Igarashi et al[23] found that coma-like aberrations and tHOAs increased significantly in eyes undergoing ICL implantation and they assumed that these changes could be related to 3 mm corneal incision. In another study designed to compare HOAs between ICL implantation and wavefront guided LASIK, Liu et al[24] reported that none of HOAs parameters in the ICL group statistically changed after the operation at either 4 mm-pupil or 6 mm-pupil, except some higher order components such as trefoil, tetrafoil and 2nd astigmatism increased at 6 mm-pupil and they supposed that these changes were probably because of the relatively small optical zone of V4c model of ICL. Hashemian et al[25] stated no significant changes in HOAs after ICL implantation with the exception of significantly increased spherical aberration and they assumed that lens structure was responsible for this outcome.

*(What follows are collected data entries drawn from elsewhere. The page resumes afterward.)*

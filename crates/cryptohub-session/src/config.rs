//! Client configuration.
//!
//! The WASM bundle has no runtime environment, so values come from the
//! build environment (`option_env!`) with sane defaults.

use std::collections::BTreeMap;
use std::time::Duration;

pub const DEFAULT_API_BASE: &str = "/api";
pub const DEFAULT_REQUEST_TIMEOUT: Duration = Duration::from_secs(15);
pub const DEFAULT_REDIRECT_DELAY: Duration = Duration::from_millis(1_500);
pub const DEFAULT_MARKET_REFRESH: Duration = Duration::from_secs(30);

#[derive(Debug, Clone, PartialEq)]
pub struct ClientConfig {
    /// Prefix for every REST path, without a trailing slash.
    pub api_base: String,
    pub request_timeout: Duration,
    /// Pause between a successful login notice and navigation.
    pub redirect_delay: Duration,
    pub market_refresh: Duration,
    /// Deposit address per asset symbol, shown on the deposit page.
    pub deposit_addresses: BTreeMap<String, String>,
}

impl Default for ClientConfig {
    fn default() -> Self {
        Self {
            api_base: DEFAULT_API_BASE.to_string(),
            request_timeout: DEFAULT_REQUEST_TIMEOUT,
            redirect_delay: DEFAULT_REDIRECT_DELAY,
            market_refresh: DEFAULT_MARKET_REFRESH,
            deposit_addresses: BTreeMap::new(),
        }
    }
}

/// Raw, unparsed values as they appear in the environment.
#[derive(Debug, Clone, Copy, Default)]
pub struct RawConfig<'a> {
    pub api_base: Option<&'a str>,
    pub request_timeout_ms: Option<&'a str>,
    pub redirect_delay_ms: Option<&'a str>,
    pub market_refresh_ms: Option<&'a str>,
    pub deposit_addresses: Option<&'a str>,
}

impl ClientConfig {
    /// Values baked in at compile time via `CRYPTOHUB_*` variables.
    pub fn from_build_env() -> Self {
        Self::from_raw(RawConfig {
            api_base: option_env!("CRYPTOHUB_API_BASE"),
            request_timeout_ms: option_env!("CRYPTOHUB_REQUEST_TIMEOUT_MS"),
            redirect_delay_ms: option_env!("CRYPTOHUB_REDIRECT_DELAY_MS"),
            market_refresh_ms: option_env!("CRYPTOHUB_MARKET_REFRESH_MS"),
            deposit_addresses: option_env!("CRYPTOHUB_DEPOSIT_ADDRESSES"),
        })
    }

    /// Malformed values are logged and replaced by the default.
    pub fn from_raw(raw: RawConfig<'_>) -> Self {
        let defaults = Self::default();
        let api_base = raw
            .api_base
            .map(|b| b.trim().trim_end_matches('/').to_string())
            .unwrap_or(defaults.api_base);

        Self {
            api_base,
            request_timeout: millis("CRYPTOHUB_REQUEST_TIMEOUT_MS", raw.request_timeout_ms)
                .unwrap_or(defaults.request_timeout),
            redirect_delay: millis("CRYPTOHUB_REDIRECT_DELAY_MS", raw.redirect_delay_ms)
                .unwrap_or(defaults.redirect_delay),
            market_refresh: millis("CRYPTOHUB_MARKET_REFRESH_MS", raw.market_refresh_ms)
                .unwrap_or(defaults.market_refresh),
            deposit_addresses: raw
                .deposit_addresses
                .map(parse_addresses)
                .unwrap_or_default(),
        }
    }

    /// Absolute URL for an API path such as `/login`.
    pub fn url(&self, path: &str) -> String {
        format!("{}{}", self.api_base, path)
    }
}

fn millis(name: &str, raw: Option<&str>) -> Option<Duration> {
    let raw = raw?;
    match raw.trim().parse::<u64>() {
        Ok(ms) if ms > 0 => Some(Duration::from_millis(ms)),
        _ => {
            log::warn!("{name}={raw:?} is not a positive millisecond count, using default");
            None
        }
    }
}

/// `BTC=bc1...,ETH=0x...` into an asset → address map.
fn parse_addresses(raw: &str) -> BTreeMap<String, String> {
    raw.split(',')
        .filter_map(|pair| {
            let (asset, addr) = pair.split_once('=')?;
            let (asset, addr) = (asset.trim(), addr.trim());
            if asset.is_empty() || addr.is_empty() {
                log::warn!("ignoring malformed deposit address entry {pair:?}");
                return None;
            }
            Some((asset.to_uppercase(), addr.to_string()))
        })
        .collect()
}

#[cfg(test)]
mod tests {
    use super::*;

    #[test]
    fn defaults_when_unset() {
        assert_eq!(ClientConfig::from_raw(RawConfig::default()), ClientConfig::default());
    }

    #[test]
    fn parses_overrides() {
        let cfg = ClientConfig::from_raw(RawConfig {
            api_base: Some("https://api.example.com/v1/"),
            request_timeout_ms: Some("5000"),
            redirect_delay_ms: Some("250"),
            market_refresh_ms: None,
            deposit_addresses: Some("btc=bc1qxyz, ETH = 0xabc ,bogus"),
        });
        assert_eq!(cfg.api_base, "https://api.example.com/v1");
        assert_eq!(cfg.url("/login"), "https://api.example.com/v1/login");
        assert_eq!(cfg.request_timeout, Duration::from_secs(5));
        assert_eq!(cfg.redirect_delay, Duration::from_millis(250));
        assert_eq!(cfg.market_refresh, DEFAULT_MARKET_REFRESH);
        assert_eq!(cfg.deposit_addresses.len(), 2);
        assert_eq!(cfg.deposit_addresses["BTC"], "bc1qxyz");
        assert_eq!(cfg.deposit_addresses["ETH"], "0xabc");
    }

    #[test]
    fn malformed_durations_fall_back() {
        let cfg = ClientConfig::from_raw(RawConfig {
            request_timeout_ms: Some("soon"),
            redirect_delay_ms: Some("0"),
            ..Default::default()
        });
        assert_eq!(cfg.request_timeout, DEFAULT_REQUEST_TIMEOUT);
        assert_eq!(cfg.redirect_delay, DEFAULT_REDIRECT_DELAY);
    }
}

In our study, we evaluated aberration changes in cornea and in internal optics separately and found no corneal aberration changes. Therefore, significant changes in internal coma and internal tHOAs could be related to ICL itself and/or its positioning as in internal trefoil change.

Our study demonstrated changes in tHOAs, coma and trefoil in entire and internal components. With these outcomes, we can evaluate the optical effects of ICL implantation in detail. The limitations of our study may be the subject number and the evaluation of the HOAs in only one pupil diameter.


ACKNOWLEDGEMENTS

Presented in part at the Annual Meeting of American Academy of Ophthalmology (AAO) 2016, Chicago and at the XXXIV Congress of European Society of Cataract and Refractive Surgeons (ESCRS) 2016, Copenhagen.

Conflicts of Interest: Kayhan B, None; Coskunseven E, None; Sahin O, None; Pallikaris I, None.